#### ASSIGNMENT
Write out once more the lines running from the top of the entries below to the line with "pub(crate) struct CaseRunner<C>", both ends included.

◇ ◇ ◇ ◇ ◇ ◇ ◇

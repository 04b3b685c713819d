//! Execution of a single registered case.
//!
//! [`CaseRunner`] owns everything one case needs: the frozen suite
//! configuration, the shared client, a waiter and conflict budget bound to
//! the run-scoped cancellation token, and the [`BuildContext`] carrying the
//! case's unique suffix. Table scenarios and lifecycle procedures are both
//! written against it.

use std::sync::Arc;
use std::time::Duration;

use certconform_core::client::{ResourceClient, ResourceClientExt};
use certconform_core::types::{Certificate, Secret, TLS_CERT_KEY};
use tokio::time::Instant;
use tokio_util::sync::CancellationToken;
use tracing::{debug, info};

use crate::artifact::IssuedArtifact;
use crate::catalog::{BuildContext, Mutator, Scenario, build_certificate};
use crate::error::ConformanceError;
use crate::retry::ConflictBudget;
use crate::suite::SuiteConfig;
use crate::validation::{Validator, compose, run_validators};
use crate::waiter::Waiter;

pub(crate) struct CaseRunner<C> {
    config: Arc<SuiteConfig>,
    client: Arc<C>,
    waiter: Waiter,
    budget: ConflictBudget,
    cancel: CancellationToken,
    context: BuildContext,
}

impl<C: ResourceClient> CaseRunner<C> {
    pub(crate) fn new(
        config: Arc<SuiteConfig>,
        client: Arc<C>,
        suffix: String,
        cancel: CancellationToken,
    ) -> Self {
        let waiter = Waiter::from_timing(&config.timing, cancel.clone());
        let budget = ConflictBudget::from_timing(&config.timing);
        let context = BuildContext {
            namespace: config.namespace.clone(),
            domain_suffix: config.domain_suffix.clone(),
            suffix,
        };
        Self {
            config,
            client,
            waiter,
            budget,
            cancel,
            context,
        }
    }

    pub(crate) fn case_id(&self) -> String {
        self.context.resource_name()
    }

    pub(crate) fn context(&self) -> &BuildContext {
        &self.context
    }

    pub(crate) fn client(&self) -> &C {
        &self.client
    }

    pub(crate) fn budget(&self) -> ConflictBudget {
        self.budget
    }

    pub(crate) fn cancel(&self) -> &CancellationToken {
        &self.cancel
    }

    pub(crate) fn standard_timeout(&self) -> Duration {
        self.config.timing.issuance_timeout()
    }

    pub(crate) fn build(&self, mutators: &[Mutator]) -> Certificate {
        build_certificate(&self.context, &self.config.target, mutators)
    }

    /// Submits a request. Any backend error here is fatal for the case, and
    /// a create call still pending after `timeout` fails with `Timeout`.
    pub(crate) async fn submit(
        &self,
        certificate: Certificate,
        timeout: Duration,
    ) -> Result<Certificate, ConformanceError> {
        let target = certificate.key().to_string();
        let started = Instant::now();
        let created = tokio::select! {
            biased;
            _ = self.cancel.cancelled() => return Err(ConformanceError::Cancelled { target }),
            created = tokio::time::timeout(timeout, self.client.create_certificate(certificate)) => {
                match created {
                    Ok(created) => created,
                    Err(_) => {
                        return Err(ConformanceError::Timeout {
                            target,
                            elapsed: started.elapsed(),
                            last_observed: "create request still pending".to_owned(),
                        });
                    }
                }
            }
        };
        let created = created.map_err(|source| ConformanceError::Creation {
            target: target.clone(),
            source,
        })?;
        debug!(
            certificate = %target,
            generation = created.metadata.generation,
            "request submitted"
        );
        Ok(created)
    }

    /// Waits until `certificate` settles at `generation`.
    pub(crate) async fn await_settled(
        &self,
        certificate: &Certificate,
        generation: i64,
        timeout: Duration,
    ) -> Result<Certificate, ConformanceError> {
        self.waiter
            .wait_for_certificate(
                self.client.as_ref(),
                &certificate.metadata.namespace,
                &certificate.metadata.name,
                generation,
                timeout,
            )
            .await
    }

    /// Submits a request and waits for the backend's decision. Creation and
    /// waiting share one `timeout`.
    pub(crate) async fn issue(
        &self,
        certificate: Certificate,
        timeout: Duration,
    ) -> Result<Certificate, ConformanceError> {
        let started = Instant::now();
        let created = self.submit(certificate, timeout).await?;
        let generation = created.metadata.generation;
        let remaining = timeout.saturating_sub(started.elapsed());
        self.await_settled(&created, generation, remaining).await
    }

    /// Waits until the certificate's secret carries a non-empty `tls.crt`.
    pub(crate) async fn fetch_secret(
        &self,
        certificate: &Certificate,
    ) -> Result<Secret, ConformanceError> {
        self.waiter
            .wait_for_secret_payload(
                self.client.as_ref(),
                &certificate.metadata.namespace,
                &certificate.spec.secret_name,
                TLS_CERT_KEY,
                self.standard_timeout(),
            )
            .await
    }

    /// Runs `extra` followed by the composed validators against the issued
    /// artifact and returns the secret it was decoded from.
    pub(crate) async fn validate(
        &self,
        certificate: &Certificate,
        extra: &[Validator],
    ) -> Result<Secret, ConformanceError> {
        let secret = self.fetch_secret(certificate).await?;
        let artifact = IssuedArtifact::decode(&secret);
        let validators: Vec<Validator> = extra
            .iter()
            .copied()
            .chain(compose(&self.config.unsupported))
            .collect();
        debug!(
            certificate = %certificate.key(),
            validators = validators.len(),
            "validating issued artifact"
        );
        run_validators(&validators, certificate, &artifact).map_err(ConformanceError::Validation)?;
        Ok(secret)
    }
}

/// Runs one table scenario end to end.
pub(crate) async fn run_issuance<C: ResourceClient>(
    runner: &CaseRunner<C>,
    scenario: &Scenario,
) -> Result<(), ConformanceError> {
    let timeout = runner.config.timeout(scenario.timeout);
    let certificate = runner.build(scenario.mutators);
    info!(
        scenario = scenario.name,
        certificate = %certificate.key(),
        timeout_secs = timeout.as_secs(),
        "issuing"
    );
    let settled = runner.issue(certificate, timeout).await?;
    runner.validate(&settled, scenario.extra_validators).await?;
    Ok(())
}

◇ ◇ ◇ ◇ ◇ ◇ ◇

#### SOLUTION FOR THIS PROBLEM
repository 04b3b685c713819d
//! Execution of a single registered case.
//!
//! [`CaseRunner`] owns everything one case needs: the frozen suite
//! configuration, the shared client, a waiter and conflict budget bound to
//! the run-scoped cancellation token, and the [`BuildContext`] carrying the
//! case's unique suffix. Table scenarios and lifecycle procedures are both
//! written against it.

use std::sync::Arc;
use std::time::Duration;

use certconform_core::client::{ResourceClient, ResourceClientExt};
use certconform_core::types::{Certificate, Secret, TLS_CERT_KEY};
use tokio::time::Instant;
use tokio_util::sync::CancellationToken;
use tracing::{debug, info};

use crate::artifact::IssuedArtifact;
use crate::catalog::{BuildContext, Mutator, Scenario, build_certificate};
use crate::error::ConformanceError;
use crate::retry::ConflictBudget;
use crate::suite::SuiteConfig;
use crate::validation::{Validator, compose, run_validators};
use crate::waiter::Waiter;

pub(crate) struct CaseRunner<C> {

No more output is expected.